Task statement >> The lines of the records that include "HTTP" should all be copied.

Records shown >>
=====

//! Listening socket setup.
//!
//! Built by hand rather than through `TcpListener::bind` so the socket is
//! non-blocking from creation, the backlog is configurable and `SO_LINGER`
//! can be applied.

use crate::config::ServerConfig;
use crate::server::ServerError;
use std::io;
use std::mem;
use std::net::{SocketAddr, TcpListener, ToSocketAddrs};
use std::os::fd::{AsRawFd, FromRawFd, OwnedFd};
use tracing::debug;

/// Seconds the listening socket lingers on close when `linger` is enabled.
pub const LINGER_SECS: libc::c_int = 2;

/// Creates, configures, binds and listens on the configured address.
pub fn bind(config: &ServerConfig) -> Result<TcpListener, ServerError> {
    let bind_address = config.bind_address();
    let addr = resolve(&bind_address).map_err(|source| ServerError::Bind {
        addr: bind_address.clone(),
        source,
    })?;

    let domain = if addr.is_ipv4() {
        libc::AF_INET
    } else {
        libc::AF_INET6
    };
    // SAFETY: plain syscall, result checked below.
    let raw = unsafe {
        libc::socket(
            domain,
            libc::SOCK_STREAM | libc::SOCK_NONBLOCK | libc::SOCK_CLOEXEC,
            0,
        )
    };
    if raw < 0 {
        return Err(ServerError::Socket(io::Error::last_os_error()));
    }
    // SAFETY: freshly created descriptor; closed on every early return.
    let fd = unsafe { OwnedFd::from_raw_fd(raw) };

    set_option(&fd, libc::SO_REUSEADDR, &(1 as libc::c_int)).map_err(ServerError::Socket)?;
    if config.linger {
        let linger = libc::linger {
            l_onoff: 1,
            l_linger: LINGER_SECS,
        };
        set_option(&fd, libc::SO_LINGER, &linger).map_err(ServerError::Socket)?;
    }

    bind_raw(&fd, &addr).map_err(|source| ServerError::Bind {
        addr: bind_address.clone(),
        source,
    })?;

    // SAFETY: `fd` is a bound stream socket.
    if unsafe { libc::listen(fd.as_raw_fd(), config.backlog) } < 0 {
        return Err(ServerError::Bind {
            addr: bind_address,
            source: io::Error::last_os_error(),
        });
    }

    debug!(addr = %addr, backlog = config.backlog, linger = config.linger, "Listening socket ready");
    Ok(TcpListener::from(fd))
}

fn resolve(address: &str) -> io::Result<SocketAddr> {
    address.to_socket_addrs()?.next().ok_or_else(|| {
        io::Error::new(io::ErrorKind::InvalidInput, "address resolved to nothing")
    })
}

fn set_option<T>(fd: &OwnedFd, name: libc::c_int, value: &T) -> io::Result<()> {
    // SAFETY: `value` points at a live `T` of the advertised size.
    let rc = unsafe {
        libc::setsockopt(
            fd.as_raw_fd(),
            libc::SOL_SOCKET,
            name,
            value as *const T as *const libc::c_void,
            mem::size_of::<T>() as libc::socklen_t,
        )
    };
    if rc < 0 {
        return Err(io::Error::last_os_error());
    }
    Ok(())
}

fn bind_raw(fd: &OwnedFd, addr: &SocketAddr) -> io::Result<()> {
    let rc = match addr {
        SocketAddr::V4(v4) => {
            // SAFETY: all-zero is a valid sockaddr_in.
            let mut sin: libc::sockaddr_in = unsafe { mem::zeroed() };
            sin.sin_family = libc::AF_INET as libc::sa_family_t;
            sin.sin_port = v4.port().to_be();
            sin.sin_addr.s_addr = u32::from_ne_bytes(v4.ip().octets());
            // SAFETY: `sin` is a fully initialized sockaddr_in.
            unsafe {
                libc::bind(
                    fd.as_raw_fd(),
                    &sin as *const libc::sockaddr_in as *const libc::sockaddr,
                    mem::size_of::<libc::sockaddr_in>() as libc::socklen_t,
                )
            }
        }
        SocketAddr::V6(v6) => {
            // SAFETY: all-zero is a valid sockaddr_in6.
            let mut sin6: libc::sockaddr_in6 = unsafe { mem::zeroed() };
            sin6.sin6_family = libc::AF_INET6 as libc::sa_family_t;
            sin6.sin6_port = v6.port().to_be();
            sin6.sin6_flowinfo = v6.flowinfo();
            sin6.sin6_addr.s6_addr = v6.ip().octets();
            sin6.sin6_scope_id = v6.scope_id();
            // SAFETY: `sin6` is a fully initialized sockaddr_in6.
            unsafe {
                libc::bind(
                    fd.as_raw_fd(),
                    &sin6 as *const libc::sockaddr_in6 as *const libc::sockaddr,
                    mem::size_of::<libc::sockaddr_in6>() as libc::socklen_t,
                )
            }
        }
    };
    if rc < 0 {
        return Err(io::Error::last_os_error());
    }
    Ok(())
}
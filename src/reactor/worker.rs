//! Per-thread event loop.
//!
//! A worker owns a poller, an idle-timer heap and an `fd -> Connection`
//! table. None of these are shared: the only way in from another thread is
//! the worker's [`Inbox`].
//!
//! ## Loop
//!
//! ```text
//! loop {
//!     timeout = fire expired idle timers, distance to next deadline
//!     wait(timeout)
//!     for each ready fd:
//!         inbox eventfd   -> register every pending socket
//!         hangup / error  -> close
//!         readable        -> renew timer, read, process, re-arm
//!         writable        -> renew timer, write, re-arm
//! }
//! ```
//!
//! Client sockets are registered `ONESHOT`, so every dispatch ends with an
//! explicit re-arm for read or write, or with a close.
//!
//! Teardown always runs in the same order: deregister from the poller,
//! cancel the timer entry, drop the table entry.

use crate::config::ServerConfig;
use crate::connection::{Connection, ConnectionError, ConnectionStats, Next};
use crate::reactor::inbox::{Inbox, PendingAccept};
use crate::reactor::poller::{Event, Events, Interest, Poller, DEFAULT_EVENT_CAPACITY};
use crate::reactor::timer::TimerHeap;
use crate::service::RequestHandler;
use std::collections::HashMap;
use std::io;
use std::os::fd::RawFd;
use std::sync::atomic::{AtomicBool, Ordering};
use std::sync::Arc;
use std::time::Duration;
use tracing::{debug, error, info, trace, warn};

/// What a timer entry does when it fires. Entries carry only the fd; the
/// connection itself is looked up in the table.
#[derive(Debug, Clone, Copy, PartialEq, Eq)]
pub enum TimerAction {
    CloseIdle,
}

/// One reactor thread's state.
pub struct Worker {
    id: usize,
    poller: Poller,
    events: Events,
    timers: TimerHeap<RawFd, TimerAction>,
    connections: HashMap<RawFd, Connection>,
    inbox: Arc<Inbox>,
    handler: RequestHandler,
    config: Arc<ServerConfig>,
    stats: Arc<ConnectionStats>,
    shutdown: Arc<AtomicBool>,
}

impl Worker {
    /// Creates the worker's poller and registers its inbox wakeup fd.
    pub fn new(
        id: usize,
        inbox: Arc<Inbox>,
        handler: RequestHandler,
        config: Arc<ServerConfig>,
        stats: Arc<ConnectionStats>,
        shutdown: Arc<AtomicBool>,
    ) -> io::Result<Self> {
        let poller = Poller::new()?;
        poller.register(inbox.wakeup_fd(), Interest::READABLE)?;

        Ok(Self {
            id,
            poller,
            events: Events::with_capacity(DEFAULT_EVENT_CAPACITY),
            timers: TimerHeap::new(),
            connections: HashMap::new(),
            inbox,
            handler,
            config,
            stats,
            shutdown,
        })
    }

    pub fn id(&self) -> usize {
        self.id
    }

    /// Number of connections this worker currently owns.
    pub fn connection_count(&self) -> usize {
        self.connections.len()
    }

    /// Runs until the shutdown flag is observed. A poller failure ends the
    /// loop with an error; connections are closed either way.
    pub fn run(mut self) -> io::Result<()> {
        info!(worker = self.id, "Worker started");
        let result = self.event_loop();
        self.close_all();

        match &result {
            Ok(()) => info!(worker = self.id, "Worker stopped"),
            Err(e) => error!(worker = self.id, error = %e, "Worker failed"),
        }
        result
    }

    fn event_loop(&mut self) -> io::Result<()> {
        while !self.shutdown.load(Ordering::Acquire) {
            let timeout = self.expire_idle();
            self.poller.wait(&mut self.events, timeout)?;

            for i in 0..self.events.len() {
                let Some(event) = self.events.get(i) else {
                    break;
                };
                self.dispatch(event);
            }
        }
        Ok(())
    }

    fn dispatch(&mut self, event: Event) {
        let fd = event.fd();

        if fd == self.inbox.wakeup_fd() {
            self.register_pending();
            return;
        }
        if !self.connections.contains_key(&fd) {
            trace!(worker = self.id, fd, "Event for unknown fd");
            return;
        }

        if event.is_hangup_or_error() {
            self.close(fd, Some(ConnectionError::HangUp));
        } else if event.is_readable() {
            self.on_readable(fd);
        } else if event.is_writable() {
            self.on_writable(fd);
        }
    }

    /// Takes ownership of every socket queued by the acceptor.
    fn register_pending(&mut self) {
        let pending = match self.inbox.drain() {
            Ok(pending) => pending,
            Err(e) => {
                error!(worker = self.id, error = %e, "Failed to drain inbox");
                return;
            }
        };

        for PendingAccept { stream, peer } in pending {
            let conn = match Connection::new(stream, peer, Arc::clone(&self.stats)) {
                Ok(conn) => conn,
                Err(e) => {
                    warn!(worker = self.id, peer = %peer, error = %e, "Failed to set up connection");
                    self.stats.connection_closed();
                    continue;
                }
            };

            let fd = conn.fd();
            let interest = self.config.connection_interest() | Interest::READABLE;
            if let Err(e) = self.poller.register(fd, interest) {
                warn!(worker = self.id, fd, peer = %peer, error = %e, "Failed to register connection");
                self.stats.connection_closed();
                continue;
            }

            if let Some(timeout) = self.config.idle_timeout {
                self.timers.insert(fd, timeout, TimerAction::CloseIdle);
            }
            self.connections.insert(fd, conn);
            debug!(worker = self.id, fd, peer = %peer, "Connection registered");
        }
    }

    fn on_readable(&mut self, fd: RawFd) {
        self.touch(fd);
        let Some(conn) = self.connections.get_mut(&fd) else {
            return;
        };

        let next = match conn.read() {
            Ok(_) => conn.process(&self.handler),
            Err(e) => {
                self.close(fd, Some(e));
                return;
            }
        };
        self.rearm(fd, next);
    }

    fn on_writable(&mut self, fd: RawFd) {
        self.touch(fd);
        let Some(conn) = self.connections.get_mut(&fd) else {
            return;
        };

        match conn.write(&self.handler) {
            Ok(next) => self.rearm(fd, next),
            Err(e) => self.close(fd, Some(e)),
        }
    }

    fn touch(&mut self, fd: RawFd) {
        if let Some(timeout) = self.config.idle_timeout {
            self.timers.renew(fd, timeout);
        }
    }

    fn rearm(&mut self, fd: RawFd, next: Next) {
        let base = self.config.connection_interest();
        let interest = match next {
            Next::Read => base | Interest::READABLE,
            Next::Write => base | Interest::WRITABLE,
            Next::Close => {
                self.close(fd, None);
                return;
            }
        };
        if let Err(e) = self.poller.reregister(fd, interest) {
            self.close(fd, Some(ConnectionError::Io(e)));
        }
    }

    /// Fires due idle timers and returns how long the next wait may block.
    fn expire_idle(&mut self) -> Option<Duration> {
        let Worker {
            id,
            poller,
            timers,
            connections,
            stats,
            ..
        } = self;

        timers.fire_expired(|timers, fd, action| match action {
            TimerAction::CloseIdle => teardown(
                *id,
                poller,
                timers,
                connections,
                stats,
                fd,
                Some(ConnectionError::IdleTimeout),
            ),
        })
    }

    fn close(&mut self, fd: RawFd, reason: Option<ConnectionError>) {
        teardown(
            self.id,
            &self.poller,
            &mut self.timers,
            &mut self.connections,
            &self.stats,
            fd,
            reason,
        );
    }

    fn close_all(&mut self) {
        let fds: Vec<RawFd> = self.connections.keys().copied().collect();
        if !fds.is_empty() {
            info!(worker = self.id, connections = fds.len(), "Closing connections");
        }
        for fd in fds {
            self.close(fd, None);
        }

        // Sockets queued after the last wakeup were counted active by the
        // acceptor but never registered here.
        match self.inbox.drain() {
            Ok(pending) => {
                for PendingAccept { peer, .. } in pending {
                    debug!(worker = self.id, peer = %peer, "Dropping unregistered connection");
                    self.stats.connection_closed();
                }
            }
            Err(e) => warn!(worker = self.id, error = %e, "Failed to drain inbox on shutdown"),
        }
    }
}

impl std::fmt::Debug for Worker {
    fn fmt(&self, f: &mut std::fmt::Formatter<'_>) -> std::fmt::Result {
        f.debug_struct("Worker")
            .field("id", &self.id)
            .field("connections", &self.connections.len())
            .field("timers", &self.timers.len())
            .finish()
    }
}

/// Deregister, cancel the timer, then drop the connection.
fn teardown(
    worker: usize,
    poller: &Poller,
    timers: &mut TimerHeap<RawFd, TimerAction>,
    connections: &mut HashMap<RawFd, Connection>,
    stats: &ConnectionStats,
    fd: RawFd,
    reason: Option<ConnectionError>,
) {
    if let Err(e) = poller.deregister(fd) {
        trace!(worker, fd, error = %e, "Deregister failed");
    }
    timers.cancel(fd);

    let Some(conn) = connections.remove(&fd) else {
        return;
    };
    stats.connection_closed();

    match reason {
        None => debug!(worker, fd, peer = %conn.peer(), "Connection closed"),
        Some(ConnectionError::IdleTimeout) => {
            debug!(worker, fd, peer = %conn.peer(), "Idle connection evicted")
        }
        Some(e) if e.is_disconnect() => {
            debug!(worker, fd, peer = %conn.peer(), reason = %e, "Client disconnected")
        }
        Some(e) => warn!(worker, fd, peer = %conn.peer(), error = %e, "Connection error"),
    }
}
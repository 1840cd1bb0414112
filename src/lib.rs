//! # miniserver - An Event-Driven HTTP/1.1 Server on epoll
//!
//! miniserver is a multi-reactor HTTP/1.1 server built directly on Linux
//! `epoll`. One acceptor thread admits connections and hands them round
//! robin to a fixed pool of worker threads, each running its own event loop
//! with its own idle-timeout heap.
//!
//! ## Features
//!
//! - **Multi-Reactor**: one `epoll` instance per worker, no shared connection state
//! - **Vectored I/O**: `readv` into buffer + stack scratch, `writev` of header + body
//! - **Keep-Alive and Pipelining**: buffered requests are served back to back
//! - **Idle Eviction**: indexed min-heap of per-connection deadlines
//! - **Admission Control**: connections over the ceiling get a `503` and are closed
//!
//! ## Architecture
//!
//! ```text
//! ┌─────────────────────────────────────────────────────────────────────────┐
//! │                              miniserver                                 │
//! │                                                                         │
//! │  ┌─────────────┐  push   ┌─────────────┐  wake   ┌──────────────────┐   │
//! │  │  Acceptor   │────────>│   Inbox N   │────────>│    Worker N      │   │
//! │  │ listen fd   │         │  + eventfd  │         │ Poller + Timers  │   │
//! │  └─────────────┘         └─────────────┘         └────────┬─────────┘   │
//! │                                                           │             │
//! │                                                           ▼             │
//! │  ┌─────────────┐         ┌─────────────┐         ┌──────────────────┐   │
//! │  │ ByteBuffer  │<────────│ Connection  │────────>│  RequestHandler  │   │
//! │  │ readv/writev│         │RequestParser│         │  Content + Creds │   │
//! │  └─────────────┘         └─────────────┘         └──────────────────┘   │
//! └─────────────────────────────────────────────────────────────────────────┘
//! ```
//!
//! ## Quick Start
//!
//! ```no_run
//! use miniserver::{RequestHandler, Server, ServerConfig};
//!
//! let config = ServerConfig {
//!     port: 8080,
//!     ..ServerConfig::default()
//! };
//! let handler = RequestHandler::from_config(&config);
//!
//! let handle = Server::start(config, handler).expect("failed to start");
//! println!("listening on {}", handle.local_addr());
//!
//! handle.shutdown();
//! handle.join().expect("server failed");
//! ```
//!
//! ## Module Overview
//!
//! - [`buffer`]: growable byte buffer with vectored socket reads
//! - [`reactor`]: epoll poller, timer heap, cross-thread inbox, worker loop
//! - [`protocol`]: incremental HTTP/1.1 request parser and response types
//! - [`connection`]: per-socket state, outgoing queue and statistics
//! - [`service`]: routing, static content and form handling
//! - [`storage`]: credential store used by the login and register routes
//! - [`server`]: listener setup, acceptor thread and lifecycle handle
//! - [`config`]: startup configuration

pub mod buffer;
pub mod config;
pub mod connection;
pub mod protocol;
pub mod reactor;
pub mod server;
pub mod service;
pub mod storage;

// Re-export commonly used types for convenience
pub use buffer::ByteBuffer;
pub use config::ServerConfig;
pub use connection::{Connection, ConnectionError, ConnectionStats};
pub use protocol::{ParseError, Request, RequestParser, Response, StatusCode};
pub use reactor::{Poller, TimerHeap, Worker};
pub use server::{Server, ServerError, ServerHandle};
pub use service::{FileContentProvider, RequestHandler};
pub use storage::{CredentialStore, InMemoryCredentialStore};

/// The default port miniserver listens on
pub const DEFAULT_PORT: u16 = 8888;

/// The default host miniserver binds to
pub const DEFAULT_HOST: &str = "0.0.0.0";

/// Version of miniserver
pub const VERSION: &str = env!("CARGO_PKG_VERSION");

=====

Task output >>
//! # miniserver - An Event-Driven HTTP/1.1 Server on epoll
//! miniserver is a multi-reactor HTTP/1.1 server built directly on Linux
//! - [`protocol`]: incremental HTTP/1.1 request parser and response types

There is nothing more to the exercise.